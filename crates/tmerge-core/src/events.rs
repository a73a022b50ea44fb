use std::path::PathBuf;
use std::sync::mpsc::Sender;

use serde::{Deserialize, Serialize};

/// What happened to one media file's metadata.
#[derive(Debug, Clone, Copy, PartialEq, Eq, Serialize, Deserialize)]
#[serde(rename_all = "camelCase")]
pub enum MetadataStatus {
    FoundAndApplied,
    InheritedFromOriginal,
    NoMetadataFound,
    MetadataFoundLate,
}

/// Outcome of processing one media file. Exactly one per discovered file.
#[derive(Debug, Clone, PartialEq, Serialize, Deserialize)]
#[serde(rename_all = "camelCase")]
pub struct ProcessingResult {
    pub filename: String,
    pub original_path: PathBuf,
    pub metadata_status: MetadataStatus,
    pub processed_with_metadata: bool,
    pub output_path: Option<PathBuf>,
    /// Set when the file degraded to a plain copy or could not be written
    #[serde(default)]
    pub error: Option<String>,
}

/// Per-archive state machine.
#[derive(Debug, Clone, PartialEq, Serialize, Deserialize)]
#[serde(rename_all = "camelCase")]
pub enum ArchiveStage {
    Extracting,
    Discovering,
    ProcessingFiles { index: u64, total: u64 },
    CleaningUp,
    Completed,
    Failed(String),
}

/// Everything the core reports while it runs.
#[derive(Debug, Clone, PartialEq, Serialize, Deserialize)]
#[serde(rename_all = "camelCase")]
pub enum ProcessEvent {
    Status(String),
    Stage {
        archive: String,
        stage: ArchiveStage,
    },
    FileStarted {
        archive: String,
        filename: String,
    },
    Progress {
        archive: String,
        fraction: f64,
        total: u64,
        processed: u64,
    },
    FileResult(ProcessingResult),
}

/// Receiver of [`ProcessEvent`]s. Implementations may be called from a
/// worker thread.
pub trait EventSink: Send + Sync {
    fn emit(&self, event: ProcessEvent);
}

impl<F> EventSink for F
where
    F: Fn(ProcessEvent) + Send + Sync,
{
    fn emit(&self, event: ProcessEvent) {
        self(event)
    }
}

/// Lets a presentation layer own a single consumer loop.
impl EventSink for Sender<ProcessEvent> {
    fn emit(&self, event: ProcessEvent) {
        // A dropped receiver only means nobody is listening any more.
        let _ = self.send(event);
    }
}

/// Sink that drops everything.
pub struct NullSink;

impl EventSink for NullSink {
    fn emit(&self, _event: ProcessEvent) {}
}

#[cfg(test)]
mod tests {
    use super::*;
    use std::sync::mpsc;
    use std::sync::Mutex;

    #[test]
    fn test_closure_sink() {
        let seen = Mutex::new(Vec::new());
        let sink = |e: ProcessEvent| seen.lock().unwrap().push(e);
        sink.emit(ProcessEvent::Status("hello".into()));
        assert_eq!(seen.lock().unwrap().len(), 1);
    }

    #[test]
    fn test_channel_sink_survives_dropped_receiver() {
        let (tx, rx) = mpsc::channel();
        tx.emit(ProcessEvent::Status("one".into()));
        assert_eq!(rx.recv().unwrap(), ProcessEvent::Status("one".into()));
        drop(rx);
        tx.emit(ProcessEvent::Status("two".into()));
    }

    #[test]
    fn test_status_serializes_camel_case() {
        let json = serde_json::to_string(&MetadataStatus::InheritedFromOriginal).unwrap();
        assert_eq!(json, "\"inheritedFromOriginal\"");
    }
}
****************************************
WHAT YOU WILL DO ▸
Word for word, restate the lines of the data above that fall between the line holding "use std::path::PathBuf;" and the line holding "while it runs.", inclusive, and no other lines.

WRITTEN ANSWER ▸
use std::path::PathBuf;
use std::sync::mpsc::Sender;

use serde::{Deserialize, Serialize};

/// What happened to one media file's metadata.
#[derive(Debug, Clone, Copy, PartialEq, Eq, Serialize, Deserialize)]
#[serde(rename_all = "camelCase")]
pub enum MetadataStatus {
    FoundAndApplied,
    InheritedFromOriginal,
    NoMetadataFound,
    MetadataFoundLate,
}

/// Outcome of processing one media file. Exactly one per discovered file.
#[derive(Debug, Clone, PartialEq, Serialize, Deserialize)]
#[serde(rename_all = "camelCase")]
pub struct ProcessingResult {
    pub filename: String,
    pub original_path: PathBuf,
    pub metadata_status: MetadataStatus,
    pub processed_with_metadata: bool,
    pub output_path: Option<PathBuf>,
    /// Set when the file degraded to a plain copy or could not be written
    #[serde(default)]
    pub error: Option<String>,
}

/// Per-archive state machine.
#[derive(Debug, Clone, PartialEq, Serialize, Deserialize)]
#[serde(rename_all = "camelCase")]
pub enum ArchiveStage {
    Extracting,
    Discovering,
    ProcessingFiles { index: u64, total: u64 },
    CleaningUp,
    Completed,
    Failed(String),
}

/// Everything the core reports while it runs.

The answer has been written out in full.